(Collected data)

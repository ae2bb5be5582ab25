//! Immutable configuration handed to a server when it starts.

use std::time::Duration;

use crate::defaults::{DEFAULT_INACTIVITY_TIMEOUT_SECS, default_host};

/// Port selection strategy for the listening socket.
#[derive(Debug, Clone, Copy, PartialEq, Eq, Default)]
pub enum PortSelection {
    /// Let the operating system pick any free port.
    #[default]
    Any,
    /// Bind exactly this port.
    Fixed(u16),
}

impl PortSelection {
    /// Port number passed to `bind`; zero requests an ephemeral port.
    #[must_use]
    pub const fn as_bind_port(self) -> u16 {
        match self {
            Self::Any => 0,
            Self::Fixed(port) => port,
        }
    }
}

/// Server start parameters. Immutable once passed to a launcher.
#[derive(Debug, Clone, PartialEq, Eq)]
pub struct ServerConfig {
    host: String,
    port: PortSelection,
    inactivity_timeout: Duration,
    verbose: bool,
}

impl ServerConfig {
    /// Builds a configuration bound to `host` with default settings.
    #[must_use]
    pub fn new(host: impl Into<String>) -> Self {
        Self {
            host: host.into(),
            port: PortSelection::Any,
            inactivity_timeout: Duration::from_secs(DEFAULT_INACTIVITY_TIMEOUT_SECS),
            verbose: false,
        }
    }

    /// Overrides the port selection.
    #[must_use]
    pub fn with_port(mut self, port: PortSelection) -> Self {
        self.port = port;
        self
    }

    /// Overrides the inactivity timeout.
    #[must_use]
    pub fn with_inactivity_timeout(mut self, timeout: Duration) -> Self {
        self.inactivity_timeout = timeout;
        self
    }

    /// Enables per-connection logging.
    #[must_use]
    pub fn with_verbose(mut self, verbose: bool) -> Self {
        self.verbose = verbose;
        self
    }

    /// Interface the server binds to.
    #[must_use]
    pub fn host(&self) -> &str {
        &self.host
    }

    /// Requested port.
    #[must_use]
    pub const fn port(&self) -> PortSelection {
        self.port
    }

    /// Duration of zero active connections after which the server stops.
    #[must_use]
    pub const fn inactivity_timeout(&self) -> Duration {
        self.inactivity_timeout
    }

    /// Whether per-connection events are logged.
    #[must_use]
    pub const fn verbose(&self) -> bool {
        self.verbose
    }
}

impl Default for ServerConfig {
    fn default() -> Self {
        Self::new(default_host())
    }
}
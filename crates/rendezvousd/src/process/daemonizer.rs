//! Detaches `rendezvousd` into the background before it coordinates.

use std::ffi::OsStr;
use std::path::Path;

use daemonize_me::Daemon;
use thiserror::Error;
use tracing::info;

use super::PROCESS_TARGET;

/// Abstraction over daemonisation strategies.
pub trait Daemonizer: Send + Sync {
    /// Detaches the process, keeping `work_dir` as its working directory.
    fn daemonize(&self, work_dir: &Path) -> Result<(), DaemonizeError>;
}

/// Errors surfaced by the daemonisation backend.
#[derive(Debug, Error)]
pub enum DaemonizeError {
    /// System-level daemonisation failed.
    #[error("{0}")]
    System(#[from] daemonize_me::DaemonError),
}

/// Daemoniser that delegates to `daemonize-me`.
#[derive(Debug, Default, Clone, Copy)]
pub struct SystemDaemonizer;

impl Daemonizer for SystemDaemonizer {
    fn daemonize(&self, work_dir: &Path) -> Result<(), DaemonizeError> {
        info!(
            target: PROCESS_TARGET,
            work_dir = %work_dir.display(),
            "detaching into background"
        );
        Daemon::new()
            .work_dir(work_dir)
            .name(OsStr::new(env!("CARGO_PKG_NAME")))
            .start()?;
        info!(
            target: PROCESS_TARGET,
            pid = std::process::id(),
            "detached; continuing in child"
        );
        Ok(())
    }
}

_Exercise prompt_
If a line in the records contains the string "ServerConfig", copy it out.

_Exercise answer_
pub struct ServerConfig {
impl ServerConfig {
impl Default for ServerConfig {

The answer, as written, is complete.